Top of Listed records

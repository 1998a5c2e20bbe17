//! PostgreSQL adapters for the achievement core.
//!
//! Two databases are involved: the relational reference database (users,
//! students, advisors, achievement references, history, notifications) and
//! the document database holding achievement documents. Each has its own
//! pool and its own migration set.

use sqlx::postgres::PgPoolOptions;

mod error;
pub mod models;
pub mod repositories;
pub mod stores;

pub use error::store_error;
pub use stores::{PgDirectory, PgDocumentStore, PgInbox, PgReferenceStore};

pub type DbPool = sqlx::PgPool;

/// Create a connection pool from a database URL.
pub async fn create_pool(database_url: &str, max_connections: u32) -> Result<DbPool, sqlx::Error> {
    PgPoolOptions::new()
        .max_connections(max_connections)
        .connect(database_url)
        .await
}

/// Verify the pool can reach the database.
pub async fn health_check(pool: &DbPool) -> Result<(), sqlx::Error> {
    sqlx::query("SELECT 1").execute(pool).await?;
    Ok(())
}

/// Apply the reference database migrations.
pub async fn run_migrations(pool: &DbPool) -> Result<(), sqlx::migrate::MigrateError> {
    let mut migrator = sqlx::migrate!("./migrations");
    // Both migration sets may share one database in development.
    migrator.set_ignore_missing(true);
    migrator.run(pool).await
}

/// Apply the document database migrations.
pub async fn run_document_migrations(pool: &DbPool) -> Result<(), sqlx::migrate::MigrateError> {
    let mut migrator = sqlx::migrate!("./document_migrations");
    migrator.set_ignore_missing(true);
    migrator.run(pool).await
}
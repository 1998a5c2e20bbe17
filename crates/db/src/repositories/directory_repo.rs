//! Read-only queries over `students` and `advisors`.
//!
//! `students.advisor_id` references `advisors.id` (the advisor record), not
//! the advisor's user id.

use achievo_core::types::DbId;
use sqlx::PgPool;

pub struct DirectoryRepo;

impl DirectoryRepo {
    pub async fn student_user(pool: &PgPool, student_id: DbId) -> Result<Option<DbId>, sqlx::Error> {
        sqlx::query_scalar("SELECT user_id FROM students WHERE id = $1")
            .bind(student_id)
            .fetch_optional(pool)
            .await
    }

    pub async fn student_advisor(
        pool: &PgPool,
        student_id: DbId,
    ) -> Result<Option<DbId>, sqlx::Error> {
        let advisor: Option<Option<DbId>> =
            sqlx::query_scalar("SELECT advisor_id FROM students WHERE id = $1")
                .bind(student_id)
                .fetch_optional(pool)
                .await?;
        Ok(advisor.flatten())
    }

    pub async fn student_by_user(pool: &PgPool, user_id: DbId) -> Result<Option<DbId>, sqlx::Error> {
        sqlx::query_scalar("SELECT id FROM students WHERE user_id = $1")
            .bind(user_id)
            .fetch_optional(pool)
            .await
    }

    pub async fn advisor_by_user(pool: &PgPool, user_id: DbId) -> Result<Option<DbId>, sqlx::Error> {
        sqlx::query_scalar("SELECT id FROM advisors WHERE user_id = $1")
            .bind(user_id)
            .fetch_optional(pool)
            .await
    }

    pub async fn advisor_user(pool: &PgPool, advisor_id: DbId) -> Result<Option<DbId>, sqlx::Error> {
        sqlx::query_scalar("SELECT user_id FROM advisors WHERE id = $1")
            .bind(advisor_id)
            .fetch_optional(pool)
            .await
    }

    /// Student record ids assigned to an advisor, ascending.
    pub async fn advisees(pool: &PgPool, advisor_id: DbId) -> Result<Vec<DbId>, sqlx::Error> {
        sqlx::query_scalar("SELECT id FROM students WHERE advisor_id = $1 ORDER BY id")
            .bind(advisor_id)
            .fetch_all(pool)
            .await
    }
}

Bottom of Listed records

• Brief: Return the full listing. Leave every word as it stands.

• Worked solution:
repository 1998a5c2e20bbe17
//! PostgreSQL adapters for the achievement core.
//!
//! Two databases are involved: the relational reference database (users,
//! students, advisors, achievement references, history, notifications) and
//! the document database holding achievement documents. Each has its own
//! pool and its own migration set.

use sqlx::postgres::PgPoolOptions;

mod error;
pub mod models;
pub mod repositories;
pub mod stores;

pub use error::store_error;
pub use stores::{PgDirectory, PgDocumentStore, PgInbox, PgReferenceStore};

pub type DbPool = sqlx::PgPool;

/// Create a connection pool from a database URL.
pub async fn create_pool(database_url: &str, max_connections: u32) -> Result<DbPool, sqlx::Error> {
    PgPoolOptions::new()
        .max_connections(max_connections)
        .connect(database_url)
        .await
}

/// Verify the pool can reach the database.
pub async fn health_check(pool: &DbPool) -> Result<(), sqlx::Error> {
    sqlx::query("SELECT 1").execute(pool).await?;
    Ok(())
}

/// Apply the reference database migrations.
pub async fn run_migrations(pool: &DbPool) -> Result<(), sqlx::migrate::MigrateError> {
    let mut migrator = sqlx::migrate!("./migrations");
    // Both migration sets may share one database in development.
    migrator.set_ignore_missing(true);
    migrator.run(pool).await
}

/// Apply the document database migrations.
pub async fn run_document_migrations(pool: &DbPool) -> Result<(), sqlx::migrate::MigrateError> {
    let mut migrator = sqlx::migrate!("./document_migrations");
    migrator.set_ignore_missing(true);
    migrator.run(pool).await
}
repository 1998a5c2e20bbe17
filename crates/db/src/repositories/directory_repo.rs
//! Read-only queries over `students` and `advisors`.
//!
//! `students.advisor_id` references `advisors.id` (the advisor record), not
//! the advisor's user id.

use achievo_core::types::DbId;
use sqlx::PgPool;

pub struct DirectoryRepo;

impl DirectoryRepo {
    pub async fn student_user(pool: &PgPool, student_id: DbId) -> Result<Option<DbId>, sqlx::Error> {
        sqlx::query_scalar("SELECT user_id FROM students WHERE id = $1")
            .bind(student_id)
            .fetch_optional(pool)
            .await
    }

    pub async fn student_advisor(
        pool: &PgPool,
        student_id: DbId,
    ) -> Result<Option<DbId>, sqlx::Error> {
        let advisor: Option<Option<DbId>> =
            sqlx::query_scalar("SELECT advisor_id FROM students WHERE id = $1")
                .bind(student_id)
                .fetch_optional(pool)
                .await?;
        Ok(advisor.flatten())
    }

    pub async fn student_by_user(pool: &PgPool, user_id: DbId) -> Result<Option<DbId>, sqlx::Error> {
        sqlx::query_scalar("SELECT id FROM students WHERE user_id = $1")
            .bind(user_id)
            .fetch_optional(pool)
            .await
    }

    pub async fn advisor_by_user(pool: &PgPool, user_id: DbId) -> Result<Option<DbId>, sqlx::Error> {
        sqlx::query_scalar("SELECT id FROM advisors WHERE user_id = $1")
            .bind(user_id)
            .fetch_optional(pool)
            .await
    }

    pub async fn advisor_user(pool: &PgPool, advisor_id: DbId) -> Result<Option<DbId>, sqlx::Error> {
        sqlx::query_scalar("SELECT user_id FROM advisors WHERE id = $1")
            .bind(advisor_id)
            .fetch_optional(pool)
            .await
    }

    /// Student record ids assigned to an advisor, ascending.
    pub async fn advisees(pool: &PgPool, advisor_id: DbId) -> Result<Vec<DbId>, sqlx::Error> {
        sqlx::query_scalar("SELECT id FROM students WHERE advisor_id = $1 ORDER BY id")
            .bind(advisor_id)
            .fetch_all(pool)
            .await
    }
}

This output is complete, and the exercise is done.